Through its post-settlement history, Australia had been a very English nation. Our British-based currency was just one example of this. Developing a new currency and moving away from the British system was a way for Australia to forge a new independent global identity

A decision is made

In 1963, the government formally announced that Australia would be changing to a decimal-based currency. Many decisions needed to be made:

What denominations would the currency have?

Australian Decimal Coins

It was decided that there would be the following coins (notes would come later):

  • One cent
  • Two cents
  • Five cents
  • Ten cents
  • Twenty cents
  • Fifty cents

What would it be called?

Many names were suggested for the new currency including:

  • Pound (this would be too confusing)
  • Royal
  • Crown
  • Sovereign
  • Austral
  • Kanga
  • Oz
  • Digger
  • Dinkum

It's interesting that these names were either very British (and royal) or very Australian. Eventually it was decided that our new currency would simply be known as the Australian Dollar.

Devlin's original sketches
Devlin's original sketches

What would it look like?

In 1963, when the government announced that it would be changing to a new currency, it was time to start thinking about designs for the coins. Six leading artists were asked to prepare a plaster model of a design for each coin, apart from the fifty cent coin, as it had already been decided that this would feature the Australian Coat of Arms.

The competition stated that a distinctly Australian theme had to be reflected in the designs. The winner was Stuart Devlin and he was given six months to complete his designs (not very long is it?!). Stuart was responsible for the designs we know today on the five, ten, twenty and one dollar coins.

The ABC website has an interesting video talking about the designs of the new currency.

Change over day arrives

The official changeover day was 14 February 1966. Leading up to this date, the government educated the public about the change. There was an advertising campaign called the Dollar Bill campaign. Dollar Bill appeared in print advertisements and was part of a large television campaign too. Dollar Bill's job was to explain, in simple language, how the changeover to decimal currency would work and to ensure the public that everything would run smoothly.

Here is an example of a television commercial

The people were nervous

It is understandable that most of the population was a bit nervous about the changeover day. Would there be enough currency? How would they work out the prices of goods? Would people be paid correctly?

Many businesses tried to make people's lives easier by publishing ads and catalogues with prices in the old and new currencies. The government also issued currency converters to help people make calculations, and television commercials continued for a while. A jingle was released to explain the changeover.

It used the tune of an old Australian bush ballad – Click go the Shears – and it went like this:

In come the dollars and in come the cents to replace the pounds and the shillings and the pence.
Be prepared folks when the coins begin to mix on the 14th of February 1966.
Clink go the cents folks clink, clink, clink.
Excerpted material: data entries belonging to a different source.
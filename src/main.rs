//! Hut-Ripple main entry point
//!
//! This is the command-line interface for the hut availability scrape orchestrator.

use anyhow::Context;
use clap::Parser;
use hut_ripple::config::{load_config_with_hash, Config};
use hut_ripple::orchestrator::{OrchestrationOptions, Orchestrator, ProgressSnapshot};
use hut_ripple::output::{
    generate_markdown_report, print_report_summary, report_to_json, write_json_report,
};
use hut_ripple::persistence::JsonLinesPersistence;
use hut_ripple::provider::ProviderRegistry;
use std::collections::HashSet;
use std::path::{Path, PathBuf};
use std::sync::Arc;
use tracing_subscriber::EnvFilter;

/// Hut-Ripple: batch availability scraper for mountain huts
///
/// Runs every configured target through its provider in fixed-size batches,
/// retrying failures with a linear backoff, and reports the outcome per target.
#[derive(Parser, Debug)]
#[command(name = "hut-ripple")]
#[command(version)]
#[command(about = "Batch availability scraper for mountain huts", long_about = None)]
struct Cli {
    /// Path to TOML configuration file
    #[arg(value_name = "CONFIG")]
    config: PathBuf,

    /// Increase logging verbosity (-v, -vv, -vvv)
    #[arg(short, long, action = clap::ArgAction::Count)]
    verbose: u8,

    /// Suppress non-error output
    #[arg(short, long, conflicts_with = "verbose")]
    quiet: bool,

    /// Validate config and show the batch plan without scraping
    #[arg(long)]
    dry_run: bool,

    /// Only scrape these target ids; the rest are reported as skipped
    #[arg(long, value_name = "ID", num_args = 1..)]
    only: Vec<String>,

    /// Print the final report as JSON to stdout
    #[arg(long)]
    json: bool,

    /// Also write a markdown report to this path
    #[arg(long, value_name = "PATH")]
    markdown: Option<PathBuf>,
}

#[tokio::main]
async fn main() -> anyhow::Result<()> {
    let cli = Cli::parse();

    setup_logging(cli.verbose, cli.quiet);

    tracing::info!("Loading configuration from: {}", cli.config.display());
    let (config, config_hash) = load_config_with_hash(&cli.config)
        .with_context(|| format!("failed to load {}", cli.config.display()))?;
    tracing::info!("Configuration loaded successfully (hash: {})", config_hash);

    let options = config.orchestration_options();

    if cli.dry_run {
        handle_dry_run(&config, &options);
        return Ok(());
    }

    let failed = handle_scrape(&config, options, &cli).await?;
    if failed {
        std::process::exit(1);
    }

    Ok(())
}

/// Sets up the logging/tracing subscriber based on verbosity level
fn setup_logging(verbose: u8, quiet: bool) {
    let filter = if quiet {
        EnvFilter::new("error")
    } else {
        match verbose {
            0 => EnvFilter::new("hut_ripple=info,warn"),
            1 => EnvFilter::new("hut_ripple=debug,info"),
            2 => EnvFilter::new("hut_ripple=trace,debug"),
            _ => EnvFilter::new("trace"),
        }
    };

    tracing_subscriber::fmt()
        .with_env_filter(filter)
        .with_target(false)
        .with_thread_ids(false)
        .with_file(false)
        .init();
}

/// Handles the --dry-run mode: shows options, targets and the batch plan
fn handle_dry_run(config: &Config, options: &OrchestrationOptions) {
    let registry = ProviderRegistry::with_defaults(&config.http);
    let targets = config.targets();

    println!("=== Hut-Ripple Dry Run ===\n");

    println!("Orchestration:");
    println!("  Concurrency: {}", options.concurrency);
    println!("  Max attempts: {}", options.retries);
    println!("  Delay between batches: {}ms", options.delay_between_batches);
    println!("  Delay between targets: {}ms", options.delay_between_targets);
    println!("  Retry backoff base: {}ms", options.retry_backoff);
    println!("  Save results: {}", options.save_to_database);
    println!("  Save report: {}", options.save_to_file);

    println!("\nDate range:");
    println!("  {} .. {}", options.date_range.start_date(), options.date_range.end_date());

    println!("\nTargets ({}):", targets.len());
    for target in &targets {
        let marker = if registry.contains(&target.provider_type) {
            ""
        } else {
            " (unknown provider)"
        };
        println!("  - [{}] {} via {}{}", target.id, target.name, target.provider_type, marker);
        if let Some(subs) = &target.sub_resources {
            println!("    rooms: {}", subs.join(", "));
        }
    }

    println!(
        "\n✓ Would run {} batch(es) of up to {} target(s)",
        options.total_batches(targets.len()),
        options.concurrency
    );
}

/// Runs the scrape and writes the configured outputs; returns whether any target failed
async fn handle_scrape(
    config: &Config,
    options: OrchestrationOptions,
    cli: &Cli,
) -> anyhow::Result<bool> {
    let targets = config.targets();
    let save_to_file = options.save_to_file;
    let registry = ProviderRegistry::with_defaults(&config.http);

    for target in &targets {
        if !registry.contains(&target.provider_type) {
            tracing::warn!(
                "Target {} uses unregistered provider '{}'; it will fail",
                target.id,
                target.provider_type
            );
        }
    }

    let mut orchestrator = Orchestrator::new(options, Arc::new(registry))?
        .with_persistence(Arc::new(JsonLinesPersistence::new(&config.output.results_path)));

    if !cli.only.is_empty() {
        let wanted: HashSet<String> = cli.only.iter().cloned().collect();
        orchestrator = orchestrator.with_filter(move |target| {
            wanted.contains(&target.id.to_string())
        });
    }

    tracing::info!(
        "Scraping {} target(s) for {} .. {}",
        targets.len(),
        orchestrator.options().date_range.start_date(),
        orchestrator.options().date_range.end_date()
    );

    let mut on_progress = |snapshot: &ProgressSnapshot| {
        tracing::info!(
            "Batch {}/{} done: {}/{} completed, {} ok, {} failed",
            snapshot.current_batch,
            snapshot.total_batches,
            snapshot.completed,
            snapshot.total,
            snapshot.successful,
            snapshot.failed
        );
    };
    let report = orchestrator.scrape_all(&targets, Some(&mut on_progress)).await;

    if save_to_file {
        let path = Path::new(&config.output.report_path);
        write_json_report(&report, path)
            .with_context(|| format!("failed to write report to {}", path.display()))?;
        tracing::info!("Report written to: {}", path.display());
    }

    if let Some(path) = &cli.markdown {
        generate_markdown_report(&report, path)
            .with_context(|| format!("failed to write markdown report to {}", path.display()))?;
        tracing::info!("Markdown report written to: {}", path.display());
    }

    if cli.json {
        println!("{}", report_to_json(&report)?);
    } else if !cli.quiet {
        print_report_summary(&report);
    }

    Ok(report.has_failures())
}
Changeover day is closer than you think.
Learn the value of the coins and the way that they appear and things will be much smoother when the decimal point is here.
In come the dollars and in come the cents to replace the pounds and the shillings and the pence.
Be prepared folks when the coins begin to mix on the 14th of February 1966.

Overall, the changeover went very smoothly and Australia's journey to its very own currency was complete.